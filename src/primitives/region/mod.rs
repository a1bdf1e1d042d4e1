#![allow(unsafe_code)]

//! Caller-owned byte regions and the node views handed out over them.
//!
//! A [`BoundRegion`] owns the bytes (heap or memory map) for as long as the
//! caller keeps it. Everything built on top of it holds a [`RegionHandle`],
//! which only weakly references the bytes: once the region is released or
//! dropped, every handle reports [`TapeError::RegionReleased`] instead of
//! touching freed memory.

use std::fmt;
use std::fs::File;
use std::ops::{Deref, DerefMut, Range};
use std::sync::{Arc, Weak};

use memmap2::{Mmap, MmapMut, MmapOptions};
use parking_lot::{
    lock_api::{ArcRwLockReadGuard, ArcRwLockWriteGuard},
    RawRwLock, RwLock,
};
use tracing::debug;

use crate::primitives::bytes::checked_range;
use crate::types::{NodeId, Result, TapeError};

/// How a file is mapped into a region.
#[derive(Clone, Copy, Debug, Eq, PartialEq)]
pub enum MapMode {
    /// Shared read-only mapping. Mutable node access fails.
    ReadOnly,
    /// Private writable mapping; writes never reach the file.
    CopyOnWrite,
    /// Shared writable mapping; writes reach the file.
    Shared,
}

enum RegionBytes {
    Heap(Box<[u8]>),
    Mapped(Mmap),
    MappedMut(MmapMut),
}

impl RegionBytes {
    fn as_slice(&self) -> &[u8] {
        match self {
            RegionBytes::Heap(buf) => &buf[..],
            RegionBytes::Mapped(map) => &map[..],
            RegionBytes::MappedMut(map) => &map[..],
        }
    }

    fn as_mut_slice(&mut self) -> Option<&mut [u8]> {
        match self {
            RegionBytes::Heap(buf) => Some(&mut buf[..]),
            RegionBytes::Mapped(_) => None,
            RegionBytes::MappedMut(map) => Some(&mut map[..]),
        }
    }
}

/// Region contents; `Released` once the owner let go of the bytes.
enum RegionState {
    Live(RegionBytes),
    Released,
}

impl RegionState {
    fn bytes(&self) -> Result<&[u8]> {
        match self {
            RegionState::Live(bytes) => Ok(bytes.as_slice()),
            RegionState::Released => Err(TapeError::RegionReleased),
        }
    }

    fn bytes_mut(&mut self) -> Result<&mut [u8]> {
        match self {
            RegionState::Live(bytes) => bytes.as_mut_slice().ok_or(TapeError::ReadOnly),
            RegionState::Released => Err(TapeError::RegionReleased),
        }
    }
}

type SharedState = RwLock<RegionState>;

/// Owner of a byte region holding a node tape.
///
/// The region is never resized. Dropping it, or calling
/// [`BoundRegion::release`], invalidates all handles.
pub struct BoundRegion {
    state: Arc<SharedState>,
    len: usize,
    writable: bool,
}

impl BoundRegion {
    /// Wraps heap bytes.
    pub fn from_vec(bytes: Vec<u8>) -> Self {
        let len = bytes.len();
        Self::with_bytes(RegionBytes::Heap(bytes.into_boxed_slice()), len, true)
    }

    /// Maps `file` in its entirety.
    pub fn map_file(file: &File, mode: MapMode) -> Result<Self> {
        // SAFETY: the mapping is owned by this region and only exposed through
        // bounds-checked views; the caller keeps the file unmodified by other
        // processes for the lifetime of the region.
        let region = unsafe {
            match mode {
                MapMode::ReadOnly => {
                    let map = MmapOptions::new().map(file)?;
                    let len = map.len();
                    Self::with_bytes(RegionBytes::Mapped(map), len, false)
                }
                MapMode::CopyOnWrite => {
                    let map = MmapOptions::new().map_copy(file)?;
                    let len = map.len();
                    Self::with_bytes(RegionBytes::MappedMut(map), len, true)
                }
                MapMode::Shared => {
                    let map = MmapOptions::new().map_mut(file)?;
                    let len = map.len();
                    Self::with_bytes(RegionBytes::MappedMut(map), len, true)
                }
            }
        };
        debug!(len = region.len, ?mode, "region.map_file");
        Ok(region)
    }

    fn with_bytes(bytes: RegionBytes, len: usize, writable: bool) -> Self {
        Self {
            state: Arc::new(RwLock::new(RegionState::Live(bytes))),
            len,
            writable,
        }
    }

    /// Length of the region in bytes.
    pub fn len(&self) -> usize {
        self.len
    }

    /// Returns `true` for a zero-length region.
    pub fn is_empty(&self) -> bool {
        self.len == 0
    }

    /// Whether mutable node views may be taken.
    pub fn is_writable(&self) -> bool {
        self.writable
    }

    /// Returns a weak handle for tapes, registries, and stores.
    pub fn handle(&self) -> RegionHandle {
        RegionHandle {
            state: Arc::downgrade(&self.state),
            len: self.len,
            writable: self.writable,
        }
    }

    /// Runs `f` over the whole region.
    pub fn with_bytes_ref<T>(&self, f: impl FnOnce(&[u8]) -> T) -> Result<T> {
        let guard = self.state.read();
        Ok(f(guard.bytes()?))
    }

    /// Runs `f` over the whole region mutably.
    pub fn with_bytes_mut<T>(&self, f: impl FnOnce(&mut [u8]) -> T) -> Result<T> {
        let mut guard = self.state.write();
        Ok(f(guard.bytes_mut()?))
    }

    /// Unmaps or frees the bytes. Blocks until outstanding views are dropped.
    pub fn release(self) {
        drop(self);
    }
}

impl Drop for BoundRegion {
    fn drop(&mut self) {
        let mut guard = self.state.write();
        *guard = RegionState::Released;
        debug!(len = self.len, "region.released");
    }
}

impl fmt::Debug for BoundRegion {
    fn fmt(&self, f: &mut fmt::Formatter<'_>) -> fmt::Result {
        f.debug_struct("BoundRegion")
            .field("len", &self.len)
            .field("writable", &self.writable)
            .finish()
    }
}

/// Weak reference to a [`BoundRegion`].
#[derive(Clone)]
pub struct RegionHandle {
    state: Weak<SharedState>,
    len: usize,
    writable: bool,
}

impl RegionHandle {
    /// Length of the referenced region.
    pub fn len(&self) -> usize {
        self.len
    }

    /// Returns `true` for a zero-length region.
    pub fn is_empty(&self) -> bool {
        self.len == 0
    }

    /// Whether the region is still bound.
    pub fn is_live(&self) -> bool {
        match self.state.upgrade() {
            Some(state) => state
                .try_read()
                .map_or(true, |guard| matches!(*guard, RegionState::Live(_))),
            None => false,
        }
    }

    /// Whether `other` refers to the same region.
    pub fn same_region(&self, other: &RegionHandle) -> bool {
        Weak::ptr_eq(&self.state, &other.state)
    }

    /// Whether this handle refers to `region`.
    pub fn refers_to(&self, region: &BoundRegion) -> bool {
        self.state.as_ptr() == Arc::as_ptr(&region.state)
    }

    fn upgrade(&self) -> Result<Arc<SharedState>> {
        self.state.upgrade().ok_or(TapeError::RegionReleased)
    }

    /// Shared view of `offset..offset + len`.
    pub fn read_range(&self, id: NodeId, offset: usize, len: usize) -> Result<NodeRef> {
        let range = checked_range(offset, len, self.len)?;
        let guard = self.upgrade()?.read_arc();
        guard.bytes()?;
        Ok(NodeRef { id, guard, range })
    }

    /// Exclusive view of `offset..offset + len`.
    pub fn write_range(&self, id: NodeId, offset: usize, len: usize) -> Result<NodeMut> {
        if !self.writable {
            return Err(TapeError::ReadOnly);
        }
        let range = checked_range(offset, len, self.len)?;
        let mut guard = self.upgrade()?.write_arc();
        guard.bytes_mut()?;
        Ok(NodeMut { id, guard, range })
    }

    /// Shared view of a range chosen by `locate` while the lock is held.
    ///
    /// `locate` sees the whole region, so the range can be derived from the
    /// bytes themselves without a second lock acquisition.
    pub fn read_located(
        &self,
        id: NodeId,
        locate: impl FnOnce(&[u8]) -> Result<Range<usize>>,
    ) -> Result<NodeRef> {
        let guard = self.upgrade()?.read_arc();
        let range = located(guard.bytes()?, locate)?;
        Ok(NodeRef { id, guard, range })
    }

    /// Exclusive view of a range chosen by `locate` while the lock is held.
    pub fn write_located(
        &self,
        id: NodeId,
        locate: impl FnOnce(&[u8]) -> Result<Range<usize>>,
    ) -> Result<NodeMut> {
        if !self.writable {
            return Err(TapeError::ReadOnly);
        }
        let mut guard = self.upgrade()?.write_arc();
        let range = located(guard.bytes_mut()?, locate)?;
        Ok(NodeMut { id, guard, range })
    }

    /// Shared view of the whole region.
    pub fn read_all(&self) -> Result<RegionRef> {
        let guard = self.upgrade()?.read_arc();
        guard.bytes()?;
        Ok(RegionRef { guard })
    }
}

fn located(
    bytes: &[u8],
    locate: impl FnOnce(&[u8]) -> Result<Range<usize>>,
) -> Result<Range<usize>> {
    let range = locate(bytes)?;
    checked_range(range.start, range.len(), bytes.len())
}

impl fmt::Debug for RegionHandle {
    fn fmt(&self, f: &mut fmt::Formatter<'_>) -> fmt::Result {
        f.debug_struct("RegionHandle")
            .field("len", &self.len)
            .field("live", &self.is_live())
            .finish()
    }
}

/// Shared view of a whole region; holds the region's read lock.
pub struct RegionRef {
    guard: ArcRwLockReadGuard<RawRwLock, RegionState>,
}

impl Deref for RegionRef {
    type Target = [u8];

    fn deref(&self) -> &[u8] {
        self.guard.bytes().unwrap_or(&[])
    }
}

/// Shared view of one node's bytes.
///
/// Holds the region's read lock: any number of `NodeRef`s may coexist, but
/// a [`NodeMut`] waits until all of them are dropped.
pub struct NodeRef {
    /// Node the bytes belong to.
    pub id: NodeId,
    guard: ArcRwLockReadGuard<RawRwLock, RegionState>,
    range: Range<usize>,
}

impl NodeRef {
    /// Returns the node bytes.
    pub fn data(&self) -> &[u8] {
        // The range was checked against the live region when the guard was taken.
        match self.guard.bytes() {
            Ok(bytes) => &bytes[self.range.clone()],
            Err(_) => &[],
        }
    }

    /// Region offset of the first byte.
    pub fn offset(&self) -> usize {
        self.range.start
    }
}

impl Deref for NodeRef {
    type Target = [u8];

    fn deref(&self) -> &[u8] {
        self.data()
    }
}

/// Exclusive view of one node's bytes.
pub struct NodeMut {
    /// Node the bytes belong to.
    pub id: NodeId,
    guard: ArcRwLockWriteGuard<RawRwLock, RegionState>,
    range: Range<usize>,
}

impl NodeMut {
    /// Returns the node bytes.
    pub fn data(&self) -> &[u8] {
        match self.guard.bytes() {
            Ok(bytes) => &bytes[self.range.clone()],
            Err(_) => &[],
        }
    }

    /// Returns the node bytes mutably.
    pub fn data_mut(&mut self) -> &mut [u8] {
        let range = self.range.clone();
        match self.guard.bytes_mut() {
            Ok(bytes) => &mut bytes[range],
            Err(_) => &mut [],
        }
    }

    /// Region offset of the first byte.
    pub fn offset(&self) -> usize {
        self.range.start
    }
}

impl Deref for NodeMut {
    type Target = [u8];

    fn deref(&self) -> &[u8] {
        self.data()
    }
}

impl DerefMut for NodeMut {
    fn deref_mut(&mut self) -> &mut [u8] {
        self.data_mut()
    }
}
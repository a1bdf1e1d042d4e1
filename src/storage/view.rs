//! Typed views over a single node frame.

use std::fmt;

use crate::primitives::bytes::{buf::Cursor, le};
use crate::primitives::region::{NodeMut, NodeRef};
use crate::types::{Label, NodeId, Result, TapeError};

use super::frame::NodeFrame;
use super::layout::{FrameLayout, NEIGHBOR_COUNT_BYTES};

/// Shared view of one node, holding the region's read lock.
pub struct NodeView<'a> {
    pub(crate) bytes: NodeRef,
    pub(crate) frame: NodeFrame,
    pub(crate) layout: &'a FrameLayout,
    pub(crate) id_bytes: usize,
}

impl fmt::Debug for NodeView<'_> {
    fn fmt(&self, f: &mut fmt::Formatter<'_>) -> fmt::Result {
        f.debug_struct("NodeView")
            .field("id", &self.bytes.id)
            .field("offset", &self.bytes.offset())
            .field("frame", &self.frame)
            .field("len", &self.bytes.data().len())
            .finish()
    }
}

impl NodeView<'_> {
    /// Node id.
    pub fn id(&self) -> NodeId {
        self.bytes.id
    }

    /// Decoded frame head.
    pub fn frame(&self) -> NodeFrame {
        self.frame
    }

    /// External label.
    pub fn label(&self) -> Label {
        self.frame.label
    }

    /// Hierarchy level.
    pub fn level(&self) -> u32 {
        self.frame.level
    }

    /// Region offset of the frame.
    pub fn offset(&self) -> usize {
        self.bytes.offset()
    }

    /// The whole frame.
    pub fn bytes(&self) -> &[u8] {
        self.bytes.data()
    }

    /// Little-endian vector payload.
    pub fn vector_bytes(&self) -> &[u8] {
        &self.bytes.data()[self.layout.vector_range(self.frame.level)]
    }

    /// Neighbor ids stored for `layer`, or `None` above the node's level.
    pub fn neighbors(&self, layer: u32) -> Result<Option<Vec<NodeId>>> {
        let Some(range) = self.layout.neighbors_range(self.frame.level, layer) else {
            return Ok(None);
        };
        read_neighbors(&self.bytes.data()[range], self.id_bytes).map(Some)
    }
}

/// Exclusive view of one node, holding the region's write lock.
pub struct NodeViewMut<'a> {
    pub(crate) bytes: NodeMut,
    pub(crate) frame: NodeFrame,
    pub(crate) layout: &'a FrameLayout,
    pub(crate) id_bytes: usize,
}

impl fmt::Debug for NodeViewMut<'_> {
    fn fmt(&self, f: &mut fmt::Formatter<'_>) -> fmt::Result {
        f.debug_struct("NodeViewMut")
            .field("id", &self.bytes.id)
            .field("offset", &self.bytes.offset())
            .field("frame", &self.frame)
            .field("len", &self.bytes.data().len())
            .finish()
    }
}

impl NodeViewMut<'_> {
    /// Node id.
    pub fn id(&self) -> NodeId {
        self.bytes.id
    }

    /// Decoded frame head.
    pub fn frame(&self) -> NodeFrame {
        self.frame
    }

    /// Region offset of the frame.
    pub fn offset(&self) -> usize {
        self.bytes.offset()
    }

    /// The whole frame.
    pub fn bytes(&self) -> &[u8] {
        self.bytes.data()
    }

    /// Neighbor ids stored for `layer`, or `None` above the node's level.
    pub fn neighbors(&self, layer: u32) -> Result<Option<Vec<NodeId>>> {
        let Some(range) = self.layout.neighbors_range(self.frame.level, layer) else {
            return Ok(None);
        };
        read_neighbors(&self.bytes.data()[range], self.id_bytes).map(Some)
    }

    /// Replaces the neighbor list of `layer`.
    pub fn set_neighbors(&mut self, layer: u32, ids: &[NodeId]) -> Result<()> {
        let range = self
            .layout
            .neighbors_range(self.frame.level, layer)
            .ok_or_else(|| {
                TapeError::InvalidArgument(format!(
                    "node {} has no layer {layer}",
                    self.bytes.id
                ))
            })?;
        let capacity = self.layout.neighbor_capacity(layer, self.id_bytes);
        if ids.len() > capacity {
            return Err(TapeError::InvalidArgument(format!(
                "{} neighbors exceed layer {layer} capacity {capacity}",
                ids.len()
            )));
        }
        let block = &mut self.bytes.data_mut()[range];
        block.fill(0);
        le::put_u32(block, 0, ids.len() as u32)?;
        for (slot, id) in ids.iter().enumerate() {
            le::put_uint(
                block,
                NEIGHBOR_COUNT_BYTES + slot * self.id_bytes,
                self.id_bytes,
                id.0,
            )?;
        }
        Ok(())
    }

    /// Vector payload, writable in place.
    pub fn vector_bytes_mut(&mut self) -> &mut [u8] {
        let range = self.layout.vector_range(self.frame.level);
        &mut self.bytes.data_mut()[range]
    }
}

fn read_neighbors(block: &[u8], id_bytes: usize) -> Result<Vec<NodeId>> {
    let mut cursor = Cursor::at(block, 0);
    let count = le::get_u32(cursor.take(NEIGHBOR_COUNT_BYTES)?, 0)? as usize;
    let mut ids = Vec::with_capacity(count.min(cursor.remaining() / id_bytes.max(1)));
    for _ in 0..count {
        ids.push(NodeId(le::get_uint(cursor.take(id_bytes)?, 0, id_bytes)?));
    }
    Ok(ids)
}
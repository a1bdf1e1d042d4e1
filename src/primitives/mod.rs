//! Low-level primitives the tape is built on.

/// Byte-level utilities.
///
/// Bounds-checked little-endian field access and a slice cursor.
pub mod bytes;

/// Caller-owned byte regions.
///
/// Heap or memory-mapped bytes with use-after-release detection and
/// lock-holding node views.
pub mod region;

WORK TO COMPLETE — From the records, copy out each line that includes the string "layout".

WRITTEN ANSWER —
use super::layout::{FrameLayout, NEIGHBOR_COUNT_BYTES};
    pub(crate) layout: &'a FrameLayout,
        &self.bytes.data()[self.layout.vector_range(self.frame.level)]
        let Some(range) = self.layout.neighbors_range(self.frame.level, layer) else {
    pub(crate) layout: &'a FrameLayout,
        let Some(range) = self.layout.neighbors_range(self.frame.level, layer) else {
            .layout
        let capacity = self.layout.neighbor_capacity(layer, self.id_bytes);
        let range = self.layout.vector_range(self.frame.level);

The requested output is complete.